((

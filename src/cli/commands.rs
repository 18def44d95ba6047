use clap::{Args, Parser, Subcommand};

#[derive(Parser)]
#[command(name = "vajrascan", version, about = "Multi-cloud IaC misconfiguration scan orchestrator")]
pub struct Cli {
    #[command(subcommand)]
    pub command: Commands,

    /// Increase log verbosity (repeat for more)
    #[arg(short, long, action = clap::ArgAction::Count, global = true)]
    pub verbose: u8,

    /// Suppress non-essential output
    #[arg(short, long, global = true)]
    pub quiet: bool,

    /// Disable colored output
    #[arg(long, global = true)]
    pub no_color: bool,
}

#[derive(Subcommand)]
pub enum Commands {
    /// Scan a local IaC file and print the risk report
    Scan(ScanArgs),
    /// Start the HTTP upload/scan server
    Serve(ServeArgs),
}

#[derive(Args, Clone)]
pub struct ScanArgs {
    /// IaC file to scan
    pub file: String,

    /// Scanner executable to invoke
    #[arg(long, default_value = "vajra-scanner")]
    pub scanner: String,

    /// Scanner execution budget in seconds
    #[arg(long, default_value = "60")]
    pub timeout: u64,

    /// Emit the dashboard view model as JSON instead of a table
    #[arg(long)]
    pub json: bool,
}

#[derive(Args, Clone)]
pub struct ServeArgs {
    /// Listen port
    #[arg(long, default_value = "3000")]
    pub port: u16,

    /// Listen address
    #[arg(long, default_value = "0.0.0.0")]
    pub host: String,

    /// Scanner executable to invoke
    #[arg(long, default_value = "vajra-scanner")]
    pub scanner: String,

    /// Scanner execution budget in seconds
    #[arg(long, default_value = "60")]
    pub timeout: u64,

    /// Directory for transient uploads
    #[arg(long, default_value = "./uploads")]
    pub upload_dir: String,

    /// Max concurrent scanner processes
    #[arg(long, default_value = "3")]
    pub workers: usize,
}
use serde::{Deserialize, Serialize};

// Palette shared with the dashboard frontend.
pub const RED: &str = "#ef4444";
pub const AMBER: &str = "#f59e0b";
pub const BLUE: &str = "#3b82f6";
pub const GREEN: &str = "#10b981";

/// Fixed label order of the severity doughnut chart.
pub const SEVERITY_CHART_LABELS: [&str; 4] = ["CRITICAL", "HIGH", "MEDIUM", "LOW"];
pub const SEVERITY_CHART_COLORS: [&str; 4] = [RED, AMBER, BLUE, GREEN];

/// Fixed label order of the per-cloud bar chart.
pub const CLOUD_CHART_LABELS: [&str; 2] = ["AWS", "AZURE"];

/// Labels, counts, and per-slice colors for one chart widget. The rendering
/// layer swaps the whole dataset in on every scan; it never updates slices
/// incrementally.
#[derive(Debug, Clone, PartialEq, Serialize, Deserialize)]
pub struct ChartDataset {
    pub labels: Vec<String>,
    pub counts: Vec<usize>,
    pub colors: Vec<String>,
}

))

**Exercise details**. Taking the records above, retype every line from the one with "pub const GREEN: &str" down to the one with "pub const CLOUD_CHART_LABELS: [&str;", exactly and with nothing else.

**The answer**.
pub const GREEN: &str = "#10b981";

/// Fixed label order of the severity doughnut chart.
pub const SEVERITY_CHART_LABELS: [&str; 4] = ["CRITICAL", "HIGH", "MEDIUM", "LOW"];
pub const SEVERITY_CHART_COLORS: [&str; 4] = [RED, AMBER, BLUE, GREEN];

/// Fixed label order of the per-cloud bar chart.
pub const CLOUD_CHART_LABELS: [&str; 2] = ["AWS", "AZURE"];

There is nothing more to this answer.